Les Russes, qui régnaient alors sur le nord du Daguestan, étaient habitués à se battre sur les champs de bataille ouverts de la formation en Europe au lieu des bois épais du Caucase et étaient donc peu préparés à la tactique de guérilla des deux imams, ce qui leur a valu la victoire pour Ghazi et Chamil. Cependant, cette action déclencherait la guerre du Caucase [réf. nécessaire] , une guerre entre l'Imamat et la Russie qui mènerait finalement à la capture de tout le Caucase par l'empire russe .
Là, l'Imamat fut formé, Ghazi se nommant lui-même premier dirigeant. Le Conseil d'État (Dīvān), organe suprême du gouvernement de l'Imamat, était composé d'érudits et d'étudiants musulmans soufis, ainsi que des lieutenants militaires de Chamil, ses Naibs .

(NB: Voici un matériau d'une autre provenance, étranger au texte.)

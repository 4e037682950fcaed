//! Shared workers and helpers for the scheduler integration tests.

#![allow(dead_code)]

use std::sync::Arc;
use std::time::Duration;

use async_trait::async_trait;
use taskchain::{
    worker_fn, Data, PipelineHandle, StageError, StageKind, WorkInfo, WorkRequest, Worker,
    WorkerRegistry,
};
use taskchain_scheduler::{ConstraintMonitor, InMemoryScheduler};
use tokio::sync::Semaphore;

/// Upper bound for every wait in these tests.
pub const TIMEOUT: Duration = Duration::from_secs(5);

pub const STEP: &str = "Step";
pub const GATED: &str = "Gated";
pub const FAIL: &str = "Fail";
pub const PANIC: &str = "Panic";
pub const COLLECT: &str = "Collect";

/// Appends the input `label` to the input `trail`.
fn append_label(input: &Data) -> Result<Data, StageError> {
    let trail = input.get_string("trail").unwrap_or_default();
    let label = input.get_string("label").unwrap_or("?");
    Data::builder()
        .put_string("trail", format!("{trail}{label}"))
        .build()
        .map_err(|err| StageError::Transform(err.to_string()))
}

/// Like `Step`, but each execution first takes a permit from the gate.
pub struct Gated {
    gate: Arc<Semaphore>,
}

#[async_trait]
impl Worker for Gated {
    async fn execute(&self, input: Data) -> Result<Data, StageError> {
        self.gate
            .acquire()
            .await
            .map_err(|err| StageError::Transform(err.to_string()))?
            .forget();
        append_label(&input)
    }
}

/// Workers used across the tests plus the gate holding `Gated` back.
pub struct Fixture {
    pub scheduler: Arc<InMemoryScheduler>,
    pub gate: Arc<Semaphore>,
}

impl Fixture {
    pub fn new() -> Self {
        Self::with(|scheduler| scheduler)
    }

    /// Builds the fixture, letting the caller adjust the scheduler.
    pub fn with(configure: impl FnOnce(InMemoryScheduler) -> InMemoryScheduler) -> Self {
        let gate = Arc::new(Semaphore::new(0));
        let scheduler = InMemoryScheduler::new(registry(Arc::clone(&gate)), ConstraintMonitor::default());
        Self {
            scheduler: Arc::new(configure(scheduler)),
            gate,
        }
    }

    pub fn monitor(&self) -> &ConstraintMonitor {
        self.scheduler.monitor()
    }

    /// Lets `n` gated executions through.
    pub fn open(&self, n: usize) {
        self.gate.add_permits(n);
    }
}

pub fn registry(gate: Arc<Semaphore>) -> WorkerRegistry {
    WorkerRegistry::new()
        .register(
            STEP,
            Arc::new(worker_fn(|input: Data| async move { append_label(&input) })),
        )
        .register(GATED, Arc::new(Gated { gate }))
        .register(
            FAIL,
            Arc::new(worker_fn(|_input: Data| async move {
                Err::<Data, _>(StageError::Transform("corrupt image".to_string()))
            })),
        )
        .register(
            PANIC,
            Arc::new(worker_fn(|input: Data| async move {
                if input.get_string("label").is_some() {
                    panic!("boom");
                }
                Ok(input)
            })),
        )
        .register(
            COLLECT,
            Arc::new(worker_fn(|input: Data| async move {
                let label = input.get_string("label").unwrap_or_default().to_string();
                Data::builder()
                    .put_all(&input)
                    .put_string(label, "1")
                    .build()
                    .map_err(|err| StageError::Transform(err.to_string()))
            })),
        )
}

/// A request for `worker` whose input carries `label`.
pub fn labelled(worker: &str, label: &str) -> WorkRequest {
    WorkRequest::builder(StageKind::Transform, worker)
        .input(
            Data::builder()
                .put_string("label", label)
                .build()
                .unwrap(),
        )
        .build()
}

/// Waits until the run's snapshot satisfies `predicate`.
pub async fn wait_until(
    handle: &PipelineHandle,
    predicate: impl FnMut(&[WorkInfo]) -> bool,
) -> Vec<WorkInfo> {
    tokio::time::timeout(TIMEOUT, handle.updates().wait_for(predicate))
        .await
        .expect("timed out waiting for run")
        .unwrap()
}

/// Waits for the run to settle.
pub async fn settle(handle: &PipelineHandle) -> taskchain::RunState {
    tokio::time::timeout(TIMEOUT, handle.wait_for_terminal())
        .await
        .expect("timed out waiting for terminal state")
        .unwrap()
}

pub fn info_of(handle: &PipelineHandle, index: usize) -> WorkInfo {
    handle.task_info(handle.task_ids()[index]).unwrap()
}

Pour plus de détails sur l'armée, voir guerre mouride.
Expansion
Pendant la guerre, l’imamat bénéficierait du soutien d’autres tribus musulmanes, s’intégrant éventuellement avec la Tchétchénie, une partie de l’Ingouchie et le reste du Daghestan au cours de l’Imamaship de l’Imam Chamil. Les tribus occidentales, les Adyghes tombaient également sous le contrôle de l'Imamat pendant le règne de Chamil, mais un problème se posa sous la forme des Kabardins et des Ossètes qui étaient assis entre les tribus est et ouest de Chamil. Ces tribus étaient donc gérées principalement les naibs qui avaient voyagé à l'ouest au lieu du Dīvān lui-même.
Politique
Le premier dirigeant de l'Imamat fut l'imam Ghazi Muhammad, qui gouverna de 1828 à 1832, année à laquelle Gamzat-bek lui succéda quatre ans plus tard. Quand il fut assassiné en 1834 par un groupe comprenant Hadji Murad, Chamil devint le troisième imam. L'imamat a atteint son apogée sous le règne de Chamil, couvrant tout le Caucase du Nord musulman.
L'imamat était un pays très militariste, en guerre depuis sa création. Sa politique a toujours été préoccupée par le renforcement de l'Islam ou de la guerre du Caucase. En tant que tel, les seules personnes qui aient jamais siégé à son conseil étaient des érudits musulmans ou des naibs militaires.